=== Work item ===
In the records below, find the line holding "filename crates/geostring-cli/src/args.rs" and the line holding "#[arg(short = 'v', long". Set down both, with every line between them, exactly.
----------
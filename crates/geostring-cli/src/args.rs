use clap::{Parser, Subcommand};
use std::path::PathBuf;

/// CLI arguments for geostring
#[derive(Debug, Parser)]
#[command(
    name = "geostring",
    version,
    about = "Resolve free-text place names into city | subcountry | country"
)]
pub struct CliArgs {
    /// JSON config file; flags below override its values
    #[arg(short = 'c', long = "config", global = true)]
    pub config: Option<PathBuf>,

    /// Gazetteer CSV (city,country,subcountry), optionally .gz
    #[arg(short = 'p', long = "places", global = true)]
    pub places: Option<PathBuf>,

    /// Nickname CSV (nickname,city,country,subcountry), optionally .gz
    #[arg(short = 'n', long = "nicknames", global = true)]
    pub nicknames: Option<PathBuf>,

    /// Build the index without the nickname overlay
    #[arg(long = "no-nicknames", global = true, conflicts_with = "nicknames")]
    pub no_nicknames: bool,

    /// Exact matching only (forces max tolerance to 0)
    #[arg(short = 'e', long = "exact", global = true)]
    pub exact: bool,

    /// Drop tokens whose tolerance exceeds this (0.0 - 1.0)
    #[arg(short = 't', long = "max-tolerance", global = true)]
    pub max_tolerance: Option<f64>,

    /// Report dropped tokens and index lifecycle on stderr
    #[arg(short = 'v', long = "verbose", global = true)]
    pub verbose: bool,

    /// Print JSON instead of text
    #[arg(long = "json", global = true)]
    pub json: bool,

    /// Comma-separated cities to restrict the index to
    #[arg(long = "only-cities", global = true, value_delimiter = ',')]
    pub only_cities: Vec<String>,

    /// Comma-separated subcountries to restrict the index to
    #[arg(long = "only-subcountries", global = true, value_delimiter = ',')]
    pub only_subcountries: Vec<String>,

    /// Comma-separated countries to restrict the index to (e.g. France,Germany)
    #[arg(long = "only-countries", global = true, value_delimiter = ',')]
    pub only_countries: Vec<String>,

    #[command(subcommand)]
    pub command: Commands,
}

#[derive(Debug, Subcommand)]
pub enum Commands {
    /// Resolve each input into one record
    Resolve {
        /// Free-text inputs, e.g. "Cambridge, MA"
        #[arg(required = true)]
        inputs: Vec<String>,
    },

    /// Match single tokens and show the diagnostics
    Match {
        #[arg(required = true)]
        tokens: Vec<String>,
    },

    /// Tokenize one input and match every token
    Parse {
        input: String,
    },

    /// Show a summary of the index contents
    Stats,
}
----------
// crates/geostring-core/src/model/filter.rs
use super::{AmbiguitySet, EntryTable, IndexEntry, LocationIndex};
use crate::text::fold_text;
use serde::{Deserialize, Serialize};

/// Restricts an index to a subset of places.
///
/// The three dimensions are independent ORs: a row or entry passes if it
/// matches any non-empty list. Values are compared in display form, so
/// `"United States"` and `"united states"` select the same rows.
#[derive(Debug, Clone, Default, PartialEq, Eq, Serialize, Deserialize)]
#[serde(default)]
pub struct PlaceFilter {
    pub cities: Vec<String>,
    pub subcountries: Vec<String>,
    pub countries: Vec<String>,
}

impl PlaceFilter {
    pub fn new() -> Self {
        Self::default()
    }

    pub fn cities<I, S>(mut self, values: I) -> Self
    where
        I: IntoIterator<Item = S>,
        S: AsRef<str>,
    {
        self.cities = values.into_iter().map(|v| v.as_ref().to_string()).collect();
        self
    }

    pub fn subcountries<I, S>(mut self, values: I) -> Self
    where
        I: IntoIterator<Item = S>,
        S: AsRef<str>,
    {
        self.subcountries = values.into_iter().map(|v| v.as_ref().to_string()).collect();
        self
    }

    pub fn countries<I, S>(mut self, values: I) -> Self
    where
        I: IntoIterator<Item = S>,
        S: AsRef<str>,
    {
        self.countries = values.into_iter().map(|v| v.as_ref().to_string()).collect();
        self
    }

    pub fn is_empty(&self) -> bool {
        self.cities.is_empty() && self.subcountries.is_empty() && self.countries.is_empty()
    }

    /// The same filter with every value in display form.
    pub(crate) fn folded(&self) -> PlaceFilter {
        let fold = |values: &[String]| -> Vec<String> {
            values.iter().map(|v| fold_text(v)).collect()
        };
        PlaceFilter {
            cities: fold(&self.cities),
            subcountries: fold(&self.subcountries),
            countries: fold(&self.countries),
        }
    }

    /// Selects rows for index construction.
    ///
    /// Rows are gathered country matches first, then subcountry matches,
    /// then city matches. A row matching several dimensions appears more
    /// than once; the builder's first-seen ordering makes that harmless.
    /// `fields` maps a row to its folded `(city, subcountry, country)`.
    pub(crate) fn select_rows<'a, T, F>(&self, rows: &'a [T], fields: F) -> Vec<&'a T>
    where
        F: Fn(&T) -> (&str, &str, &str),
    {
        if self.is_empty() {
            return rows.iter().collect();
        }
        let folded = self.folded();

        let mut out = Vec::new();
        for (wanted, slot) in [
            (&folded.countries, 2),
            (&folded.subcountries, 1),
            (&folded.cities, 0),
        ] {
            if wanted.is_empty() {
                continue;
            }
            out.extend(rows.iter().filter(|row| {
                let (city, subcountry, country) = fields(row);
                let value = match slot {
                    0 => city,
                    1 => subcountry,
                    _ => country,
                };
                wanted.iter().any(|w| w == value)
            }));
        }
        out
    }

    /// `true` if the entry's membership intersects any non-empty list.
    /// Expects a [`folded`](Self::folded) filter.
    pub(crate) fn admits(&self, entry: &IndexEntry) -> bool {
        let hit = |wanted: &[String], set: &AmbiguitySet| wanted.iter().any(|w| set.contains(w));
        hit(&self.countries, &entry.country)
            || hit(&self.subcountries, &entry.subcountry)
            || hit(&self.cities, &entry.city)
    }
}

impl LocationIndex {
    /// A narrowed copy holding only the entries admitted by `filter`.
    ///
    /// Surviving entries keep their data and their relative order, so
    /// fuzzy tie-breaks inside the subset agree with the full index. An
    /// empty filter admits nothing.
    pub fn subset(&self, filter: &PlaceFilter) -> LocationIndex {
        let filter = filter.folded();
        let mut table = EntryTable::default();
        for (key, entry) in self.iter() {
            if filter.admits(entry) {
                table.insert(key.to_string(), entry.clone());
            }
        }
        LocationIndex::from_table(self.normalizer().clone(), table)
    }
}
----------
=== Task answer ===
filename crates/geostring-cli/src/args.rs
use clap::{Parser, Subcommand};
use std::path::PathBuf;

/// CLI arguments for geostring
#[derive(Debug, Parser)]
#[command(
    name = "geostring",
    version,
    about = "Resolve free-text place names into city | subcountry | country"
)]
pub struct CliArgs {
    /// JSON config file; flags below override its values
    #[arg(short = 'c', long = "config", global = true)]
    pub config: Option<PathBuf>,

    /// Gazetteer CSV (city,country,subcountry), optionally .gz
    #[arg(short = 'p', long = "places", global = true)]
    pub places: Option<PathBuf>,

    /// Nickname CSV (nickname,city,country,subcountry), optionally .gz
    #[arg(short = 'n', long = "nicknames", global = true)]
    pub nicknames: Option<PathBuf>,

    /// Build the index without the nickname overlay
    #[arg(long = "no-nicknames", global = true, conflicts_with = "nicknames")]
    pub no_nicknames: bool,

    /// Exact matching only (forces max tolerance to 0)
    #[arg(short = 'e', long = "exact", global = true)]
    pub exact: bool,

    /// Drop tokens whose tolerance exceeds this (0.0 - 1.0)
    #[arg(short = 't', long = "max-tolerance", global = true)]
    pub max_tolerance: Option<f64>,

    /// Report dropped tokens and index lifecycle on stderr
    #[arg(short = 'v', long = "verbose", global = true)]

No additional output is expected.